Firms are looking beyond clubs to governing bodies and competitions but the investments risk alienating fans.
When the All Blacks next take to the rugby field to perform the prematch haka, a ceremonial dance invoking New Zealand’s ancient Maori culture, they will do so in a battle for sporting glory — while also, perhaps, pursuing profits for one of the world’s most powerful private equity groups.
New Zealand Rugby, the governing body which runs its successful men’s rugby union team and manages competitions, is holding investment talks with Silver Lake, a $75bn Californian buyout firm better known for its bets on technology groups from Dell to Airbnb.
The proposed deal is the latest sign of how rugby is following the trajectory of other sports, such as football, baseball, motor racing and basketball. A decades-long process, with teams once forged as local institutions morphing into major global businesses, is entering a new phase: the entrance of private equity firms seeking financial returns from the emotional highs sport can provide.
While the business of buying sports clubs is long-established, with super-rich individuals snapping up teams as trophy assets, the difference now is institutional investors not just acquiring individual teams, but stakes in the governing bodies that run the competitions. In the process, they are taking on the risk of a political and popular backlash in the countries where the tournaments are held.
“There is increasing interest for many different private equity firms . . . and that interest is falling on receptive ears in the world of sport and rugby as well,” says Brett Gosper, the outgoing chief executive of World Rugby, the sport’s global governing body. “There will be more conversations and more deals that are done.”
Silver Lake, which is seeking a 15 per cent stake in a new entity that would hold NZ Rugby’s $2bn broadcasting, sponsorship and ticketing rights, has been among the quickest to pounce.
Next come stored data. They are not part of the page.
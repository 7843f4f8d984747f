pub mod branch_list;
pub mod common;
pub mod help_bar;
pub mod input;
pub mod layout;
pub mod status_bar;
pub mod theme;


use ratatui::{
    layout::Rect,
    text::{Line, Span},
    widgets::{Block, BorderType, Paragraph},
    Frame,
};

use crate::state::{AppState, FilterState};
use common::style::{border_style, dim_style, title_style};

/// Point d'entrée du rendu : cadre, titre, liste, statut, aide.
pub fn render(frame: &mut Frame, state: &AppState) {
    let block = Block::bordered()
        .border_type(BorderType::Rounded)
        .border_style(border_style());
    let inner = block.inner(frame.area());
    frame.render_widget(block, frame.area());

    let layout = layout::build_layout(inner);

    render_title(frame, state, layout.title);
    branch_list::render(frame, state, layout.list);
    status_bar::render(frame, state, layout.status);
    help_bar::render(frame, state, layout.help);
}

/// Titre, remplacé par l'invite du filtre pendant sa saisie.
fn render_title(frame: &mut Frame, state: &AppState, area: Rect) {
    let line = match state.list.filter() {
        FilterState::Filtering { query } => {
            let line = Line::from(vec![
                Span::styled("Filtre : ", title_style()),
                Span::raw(query.clone()),
            ]);
            let cursor_x = area
                .x
                .saturating_add(u16::try_from(line.width()).unwrap_or(u16::MAX));
            if cursor_x < area.right() {
                frame.set_cursor_position((cursor_x, area.y));
            }
            line
        }
        FilterState::Applied { query } => Line::from(vec![
            Span::styled("Branches Git", title_style()),
            Span::styled(format!("  filtre : {}", query), dim_style()),
        ]),
        FilterState::Unfiltered => Line::from(vec![
            Span::styled("Branches Git", title_style()),
            Span::styled(format!("  {}", state.repo_path), dim_style()),
        ]),
    };
    frame.render_widget(Paragraph::new(line), area);
}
It acquired a $500m stake in the parent company of English Premier League football club Manchester City in 2019 and is an investor in Ultimate Fighting Championship, the mixed martial arts competition.
But the pioneer in private equity investing in sporting tournaments has been CVC Capital Partners, a Luxembourg-based buyout group that previously owned Formula One and MotoGP and is in talks alongside fellow buyout group Advent International over a €1.6bn investment in Serie A, Italy’s top football league.
CVC has triggered the recent scrum for rugby deals. It has spent the past two years hoovering up stakes in club contests such as the English Premiership and Pro14, and is in the final stages of acquiring a £300m share in the Six Nations, Europe’s leading national team tournament.
Hamish McLennan, Rugby Australia’s chairman, says he has held exploratory investment talks with CVC and Silver Lake, as well as rival firms Providence of the US and Tattarang, the vehicle of Australian billionaire Andrew Forrest. The body behind world champions South Africa has also held talks with CVC.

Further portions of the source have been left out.